[Records from a data collection]

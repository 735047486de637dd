//! Flat records exchanged between ranks.
//!
//! Geometry crosses rank boundaries as raw bytes, so every record here is
//! `#[repr(C)]`, padding-free and [`Pod`].

use bytemuck::{Pod, Zeroable};
use mesh_types::{Point3, Segment, Triangle};

/// A triangle as three `[x, y, z]` points.
#[derive(Debug, Clone, Copy, PartialEq, Pod, Zeroable)]
#[repr(C)]
pub struct FacetRecord {
    /// Vertex coordinates in order.
    pub points: [[f64; 3]; 3],
}

impl From<&Triangle> for FacetRecord {
    fn from(tri: &Triangle) -> Self {
        Self {
            points: tri.to_arrays(),
        }
    }
}

impl From<FacetRecord> for Triangle {
    fn from(record: FacetRecord) -> Self {
        let [a, b, c] = record.points;
        Self::from_arrays(a, b, c)
    }
}

/// A segment as two `[x, y, z]` points.
#[derive(Debug, Clone, Copy, PartialEq, Pod, Zeroable)]
#[repr(C)]
pub struct SegmentRecord {
    /// Endpoint coordinates in order.
    pub points: [[f64; 3]; 2],
}

impl From<&Segment> for SegmentRecord {
    fn from(seg: &Segment) -> Self {
        Self {
            points: [seg.a.coords.into(), seg.b.coords.into()],
        }
    }
}

impl From<SegmentRecord> for Segment {
    fn from(record: SegmentRecord) -> Self {
        let [a, b] = record.points;
        Self::new(Point3::from(a), Point3::from(b))
    }
}

/// Default per-facet metadata: who owns the facet and which boundary it
/// belongs to.
///
/// # Example
///
/// ```
/// use mesh_distance::FacetOwner;
///
/// let owner = FacetOwner::new(42, 3, 7);
/// assert_eq!(owner.global_id, 42);
/// assert_eq!(std::mem::size_of::<FacetOwner>(), 16);
/// ```
#[derive(Debug, Clone, Copy, PartialEq, Eq, Hash, Default, Pod, Zeroable)]
#[cfg_attr(feature = "serde", derive(serde::Serialize, serde::Deserialize))]
#[repr(C)]
pub struct FacetOwner {
    /// Facet id, unique across all ranks.
    pub global_id: i64,
    /// Rank that owns the facet.
    pub rank: i32,
    /// Boundary tag of the facet.
    pub tag: i32,
}

impl FacetOwner {
    /// Create an owner record.
    #[must_use]
    pub const fn new(global_id: i64, rank: i32, tag: i32) -> Self {
        Self {
            global_id,
            rank,
            tag,
        }
    }
}

#[cfg(test)]
mod tests {
    use super::*;
    use cf_comm::{decode, encode};

    #[test]
    fn triangle_survives_the_wire() {
        let tri = Triangle::from_arrays([0.0, 1.0, 2.0], [3.0, 4.0, 5.0], [6.0, 7.0, -8.5]);
        let bytes = encode(&[FacetRecord::from(&tri)]);
        assert_eq!(bytes.len(), 72);
        let back: Vec<FacetRecord> = decode(&bytes).unwrap();
        assert_eq!(Triangle::from(back[0]), tri);
    }

    #[test]
    fn segment_keeps_z() {
        let seg = Segment::new(Point3::new(1.0, 2.0, 3.0), Point3::new(-1.0, 0.5, 9.0));
        assert_eq!(Segment::from(SegmentRecord::from(&seg)), seg);
    }
}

**The problem**
Your answer should be all lines from the data that contain "derive".

**Written reply**
#[derive(Debug, Clone, Copy, PartialEq, Pod, Zeroable)]
#[derive(Debug, Clone, Copy, PartialEq, Pod, Zeroable)]
#[derive(Debug, Clone, Copy, PartialEq, Eq, Hash, Default, Pod, Zeroable)]
#[cfg_attr(feature = "serde", derive(serde::Serialize, serde::Deserialize))]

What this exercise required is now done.